18 settembre 2019
Aggiornato 09:00
Elezioni regionali

Pirozzi: «Mi candido da uomo libero»

Il sindaco di Amtrice in vista delle Regionali in Lazio: «Sono estraneo alle logiche di partito»

ROMA - «Leggo che cosa farà Sergio Pirozzi da grande è sempre di più un argomento che appassiona i giornali e secondo i giornali, una parte di classe politica del centrodestra. Io continuo ad essere più appassionato alle cose che interessano i cittadini e alle soluzioni ai loro problemi che la Regione Lazio guidata da Zingaretti non ha risolto, dalla sanità, ai rifiuti alla disoccupazione, all'emergenza abitativa. Mentre Zingaretti sembra Alice nel paese delle meraviglie e ogni giorno vanta numeri su sanità e lavoro lontanissimi dalla realtà vissuta dalla gente, una parte di centrodestra invece sembra giocare al totonomi come in un reality show». Così in una nota Sergio Pirozzi, sindaco di Amatrice e candidato alla presidenza della Regione Lazio.

Io estraneo a logiche di partito
«Tutto questo conferma solo una cosa. Ovvero la bontà della mia candidatura come presidente di un Lazio da cambiare radicalmente e non per finta come ha fatto Zingaretti-Alice.

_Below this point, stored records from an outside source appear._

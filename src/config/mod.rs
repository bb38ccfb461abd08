//! Configuration for the request layer.
//!
//! Loaded from `~/.statline/config.json` when present, then overridden by
//! `STATLINE_*` environment variables. Every field has a default, so an
//! empty file (or no file at all) yields a working configuration apart
//! from the API key.

use std::path::{Path, PathBuf};
use std::time::Duration;

use serde::{Deserialize, Serialize};
use tracing::debug;

use crate::error::{Result, StatlineError};

/// Default upstream base URL.
pub const DEFAULT_BASE_URL: &str = "https://api.balldontlie.io/nfl/v1";
/// Default HTTP timeout for a single upstream call.
pub const DEFAULT_TIMEOUT_SECS: u64 = 30;
/// Default rolling window length.
pub const DEFAULT_WINDOW_SECS: u64 = 60;
/// Provider hard limit per window.
pub const DEFAULT_MAX_PER_WINDOW: usize = 60;
/// Headroom kept below the provider limit.
pub const DEFAULT_ADMISSION_BUFFER: usize = 5;
/// Default cache freshness window.
pub const DEFAULT_CACHE_TTL_SECS: u64 = 300;
/// Default cache capacity.
pub const DEFAULT_CACHE_MAX_ENTRIES: usize = 500;

/// Top-level configuration.
#[derive(Debug, Clone, Default, PartialEq, Serialize, Deserialize)]
#[serde(default)]
pub struct Config {
    pub api: ApiConfig,
    pub rate_limit: RateLimitConfig,
    pub cache: CacheConfig,
}

/// Upstream API connection settings.
#[derive(Debug, Clone, PartialEq, Serialize, Deserialize)]
#[serde(default)]
pub struct ApiConfig {
    /// Base URL every endpoint is joined onto.
    pub base_url: String,
    /// Bearer token sent as `Authorization: Bearer <key>`.
    pub api_key: Option<String>,
    /// Per-call timeout in seconds.
    pub timeout_secs: u64,
    /// `User-Agent` header value.
    pub user_agent: String,
}

impl Default for ApiConfig {
    fn default() -> Self {
        Self {
            base_url: DEFAULT_BASE_URL.to_string(),
            api_key: None,
            timeout_secs: DEFAULT_TIMEOUT_SECS,
            user_agent: format!("statline/{}", env!("CARGO_PKG_VERSION")),
        }
    }
}

impl ApiConfig {
    pub fn timeout(&self) -> Duration {
        Duration::from_secs(self.timeout_secs)
    }
}

/// Rolling-window admission settings.
#[derive(Debug, Clone, PartialEq, Eq, Serialize, Deserialize)]
#[serde(default)]
pub struct RateLimitConfig {
    /// Length of the trailing window in seconds.
    pub window_secs: u64,
    /// Provider hard limit of calls per window.
    pub max_per_window: usize,
    /// Calls held back below `max_per_window` before admissions start waiting.
    pub admission_buffer: usize,
}

impl Default for RateLimitConfig {
    fn default() -> Self {
        Self {
            window_secs: DEFAULT_WINDOW_SECS,
            max_per_window: DEFAULT_MAX_PER_WINDOW,
            admission_buffer: DEFAULT_ADMISSION_BUFFER,
        }
    }
}

impl RateLimitConfig {
    pub fn window(&self) -> Duration {
        Duration::from_secs(self.window_secs)
    }
}

/// Response cache settings.
#[derive(Debug, Clone, PartialEq, Eq, Serialize, Deserialize)]
#[serde(default)]
pub struct CacheConfig {
    /// Freshness window in seconds.
    pub ttl_secs: u64,
    /// Maximum number of cached keys.
    pub max_entries: usize,
}

impl Default for CacheConfig {
    fn default() -> Self {
        Self {
            ttl_secs: DEFAULT_CACHE_TTL_SECS,
            max_entries: DEFAULT_CACHE_MAX_ENTRIES,
        }
    }
}

impl CacheConfig {
    pub fn ttl(&self) -> Duration {
        Duration::from_secs(self.ttl_secs)
    }
}

impl Config {
    /// Canonical config path: `~/.statline/config.json`.
    pub fn path() -> PathBuf {
        dirs::home_dir()
            .unwrap_or_else(|| PathBuf::from("."))
            .join(".statline")
            .join("config.json")
    }

    /// Load from the canonical path (defaults if the file is absent),
    /// apply environment overrides, and validate.
    pub fn load() -> Result<Self> {
        let path = Self::path();
        let mut config = if path.exists() {
            Self::read_file(&path)?
        } else {
            debug!(path = %path.display(), "No config file, using defaults");
            Self::default()
        };
        config.apply_env_overrides();
        config.validate()?;
        Ok(config)
    }

    /// Load from an explicit path, apply environment overrides, and validate.
    pub fn load_from_path(path: &Path) -> Result<Self> {
        let mut config = Self::read_file(path)?;
        config.apply_env_overrides();
        config.validate()?;
        Ok(config)
    }

    fn read_file(path: &Path) -> Result<Self> {
        let data = std::fs::read_to_string(path)?;
        if data.trim().is_empty() {
            return Ok(Self::default());
        }
        Ok(serde_json::from_str(&data)?)
    }

    /// Apply `STATLINE_*` overrides from the process environment.
    pub fn apply_env_overrides(&mut self) {
        self.apply_overrides_from(|name| std::env::var(name).ok());
    }

    /// Apply overrides using `lookup` to resolve variable names.
    ///
    /// Blank values are ignored. Unparseable numbers are ignored as well, so
    /// a typo never replaces a valid file setting with zero.
    pub fn apply_overrides_from<F>(&mut self, lookup: F)
    where
        F: Fn(&str) -> Option<String>,
    {
        let get = |name: &str| {
            lookup(name)
                .map(|v| v.trim().to_string())
                .filter(|v| !v.is_empty())
        };

        if let Some(url) = get("STATLINE_BASE_URL") {
            self.api.base_url = url;
        }
        if let Some(key) = get("STATLINE_API_KEY") {
            self.api.api_key = Some(key);
        }
        if let Some(secs) = get("STATLINE_TIMEOUT_SECS").and_then(|v| v.parse().ok()) {
            self.api.timeout_secs = secs;
        }
        if let Some(secs) = get("STATLINE_CACHE_TTL_SECS").and_then(|v| v.parse().ok()) {
            self.cache.ttl_secs = secs;
        }
        if let Some(max) = get("STATLINE_RATE_LIMIT_MAX").and_then(|v| v.parse().ok()) {
            self.rate_limit.max_per_window = max;
        }
    }

    /// Reject settings the request layer cannot operate with.
    pub fn validate(&self) -> Result<()> {
        let url = url::Url::parse(&self.api.base_url).map_err(|e| {
            StatlineError::Config(format!("invalid base_url '{}': {}", self.api.base_url, e))
        })?;
        if !matches!(url.scheme(), "http" | "https") {
            return Err(StatlineError::Config(format!(
                "base_url must be http or https, got '{}'",
                url.scheme()
            )));
        }
        if self.api.timeout_secs == 0 {
            return Err(StatlineError::Config(
                "api.timeout_secs must be greater than zero".into(),
            ));
        }
        if self.rate_limit.window_secs == 0 {
            return Err(StatlineError::Config(
                "rate_limit.window_secs must be greater than zero".into(),
            ));
        }
        if self.rate_limit.admission_buffer >= self.rate_limit.max_per_window {
            return Err(StatlineError::Config(format!(
                "rate_limit.admission_buffer ({}) must be below max_per_window ({})",
                self.rate_limit.admission_buffer, self.rate_limit.max_per_window
            )));
        }
        Ok(())
    }

    /// Copy of the config with the API key masked, safe to print or log.
    pub fn redacted(&self) -> Self {
        let mut copy = self.clone();
        if copy.api.api_key.is_some() {
            copy.api.api_key = Some("********".to_string());
        }
        copy
    }
}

Una candidatura così estranea alle logiche di partito che nello stesso centrodestra qualcuno un giorno inventa che è costruita da Alemanno e Storace e l'altro che sono il candidato in parlamento di Salvini» sottolinea. «Due notizie entrambe false - dice - perché io sono il candidato presidente dei cittadini del Lazio e non sarò il candidato in regione o parlamento di nessuno. Mi sostengono per la mia candidatura a presidente tantissimi sindaci, cittadini e anche personalità politiche che ringrazio e che mi sostengono proprio perché non sono il candidato di una parte o di un partito ma del Lazio che vuole cambiare la realtà' e non addormentarsi con le favole raccontate da Zingaretti nel paese delle meraviglie».